To provide a high-level overview for decision-makers of the most current thinking on key Internet governance issues, discussions from IGF 2019 sessions on the theme of data governance have been distilled into the following Berlin IGF Messages.

Cross-border data flows and development

  • Flows of data and information link up communities, cities, countries and continents, bringing people together beyond traditional barriers established through politics, through religion or social status.
  • As data crosses borders, multiple legal and regulatory frameworks, such as personal data protection regulations, data disclosure requirements and judicial redress processes often apply, with the potential to produce uncertainty in global data-driven supply chains, with the potential to adversely affect economic and social development, innovation, and as well as place constraints on freedom of expression and freedom of assembly, and introduce security risks.
  • Working collaboratively in a global context on developing commonly agreed values and principles for data frameworks could assist in building confidence in cross-border data flows, with resultant economic and social benefits. Small to Medium Enterprises (SMEs) lacking the resources to map differing national legal regimes would particularly benefit from increased confidence in their ability to reach out to customers in other national market.

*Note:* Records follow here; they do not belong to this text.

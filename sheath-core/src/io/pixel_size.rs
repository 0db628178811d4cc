// Copyright (c) 2025, Tom Ouellette
// Licensed under the MIT License

use std::path::{Path, PathBuf};

use crate::constant;
use crate::error::SheathError;

/// Location of the pixel size file that belongs to an image
///
/// # Examples
///
/// ```
/// use std::path::Path;
/// use sheath_core::io::pixel_size_path;
///
/// let path = pixel_size_path("data/sample.png");
/// assert_eq!(path, Path::new("data/pixel_size_in_micrometer.txt"));
/// ```
pub fn pixel_size_path<P: AsRef<Path>>(image_path: P) -> PathBuf {
    image_path
        .as_ref()
        .parent()
        .unwrap_or_else(|| Path::new(""))
        .join(constant::PIXEL_SIZE_FILE)
}

/// Parse a pixel size in micrometers from file contents
///
/// The file holds a single floating point number with no unit marker.
/// Surrounding whitespace is ignored.
pub fn parse_pixel_size(contents: &str) -> Result<f64, SheathError> {
    let trimmed = contents.trim();

    let value: f64 = trimmed
        .parse()
        .map_err(|_| SheathError::PixelSizeFormat(format!("Found '{}'", trimmed)))?;

    if !value.is_finite() || value <= 0.0 {
        return Err(SheathError::PixelSizeFormat(format!("Found '{}'", trimmed)));
    }

    Ok(value)
}

/// Read the pixel size stored next to an image
///
/// A missing file is an error; no default value is substituted.
pub fn read_pixel_size<P: AsRef<Path>>(image_path: P) -> Result<f64, SheathError> {
    let path = pixel_size_path(&image_path);

    if !path.is_file() {
        return Err(SheathError::PixelSizeMissing(format!(
            "Expected {}",
            path.display()
        )));
    }

    let contents = std::fs::read_to_string(&path)
        .map_err(|err| SheathError::PixelSizeMissing(format!("{} ({})", path.display(), err)))?;

    parse_pixel_size(&contents)
}

/// Persist a pixel size next to an image so later runs do not ask again
pub fn write_pixel_size<P: AsRef<Path>>(image_path: P, pixel_size: f64) -> Result<PathBuf, SheathError> {
    if !pixel_size.is_finite() || pixel_size <= 0.0 {
        return Err(SheathError::PixelSizeFormat(format!("Found '{}'", pixel_size)));
    }

    let path = pixel_size_path(&image_path);

    std::fs::write(&path, pixel_size.to_string())
        .map_err(|err| SheathError::OtherError(format!("{} ({})", path.display(), err)))?;

    Ok(path)
}

#[cfg(test)]
mod test {

    use super::*;

    #[test]
    fn test_parse_pixel_size() {
        assert_eq!(parse_pixel_size("0.13\n").unwrap(), 0.13);
        assert_eq!(parse_pixel_size("  2 ").unwrap(), 2.0);
    }

    #[test]
    fn test_parse_pixel_size_invalid() {
        assert!(matches!(
            parse_pixel_size("0.1 um"),
            Err(SheathError::PixelSizeFormat(_))
        ));
        assert!(parse_pixel_size("").is_err());
        assert!(parse_pixel_size("-1.0").is_err());
        assert!(parse_pixel_size("0").is_err());
        assert!(parse_pixel_size("NaN").is_err());
    }

    #[test]
    fn test_read_write_pixel_size() {
        let dir = std::env::temp_dir().join(format!("sheath_pixel_size_{}", std::process::id()));
        std::fs::create_dir_all(&dir).unwrap();

        let image = dir.join("sample.png");

        assert!(matches!(
            read_pixel_size(&image),
            Err(SheathError::PixelSizeMissing(_))
        ));

        write_pixel_size(&image, 0.25).unwrap();
        assert_eq!(read_pixel_size(&image).unwrap(), 0.25);

        std::fs::remove_dir_all(&dir).unwrap();
    }
}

Data: the key resource of our economy and society

  • Evidence shows that Artificial Intelligence (AI) and open data can assist in achieving the 2030 Sustainable Development Goals by contributing to the establishment of inclusive and empowered knowledge societies. Already, today, our everyday lives are being supported and influenced by digital applications that rely on big data and algorithms.
  • The global trend towards urbanization has brought about challenges in urban mobility, public health, and equitable access to public services and equal opportunities. Increasing uptake of Internet of Things (IoT) in urban infrastructure also inevitably results in more data being produced, collected and shared. It is essential to ensure public services are people-centric and data-driven, with participation and transparency in the design of services. Sustainable development and the protection of fundamental rights of all people, including marginalized groups, should be the overarching goals for policymaking, that also allows for integrated services and innovation to drive efficiency and equality.
  • A lack of adequate global and national human-centric data governance limits data’s potential as a key resource for sustainable development. Current data governance models support the concentration of access to data to only a few very large technology companies. Meanwhile, the human sources of data, as well as smaller businesses and developing countries, are excluded from sharing and benefitting from the value of their own data, while simultaneously being vulnerable to data breaches and attacks on their privacy rights.
  • Data governance challenges are also increasingly seen through the lens of human rights risks and not just as ethical dilemmas. This lens has widened to bring into context issues related to corporate environmental and social responsibility, and the sufficiency and accountability of the current global governance and public policies related to the Internet.
  • Effective data governance is essential in building smart cities that foster the creation and delivery of effective, innovative and sustainable public services. Data-driven public services, including mobility services, should be governed in a manner that is consistent with the Sustainable Development Goals through a holistic and integrated approach.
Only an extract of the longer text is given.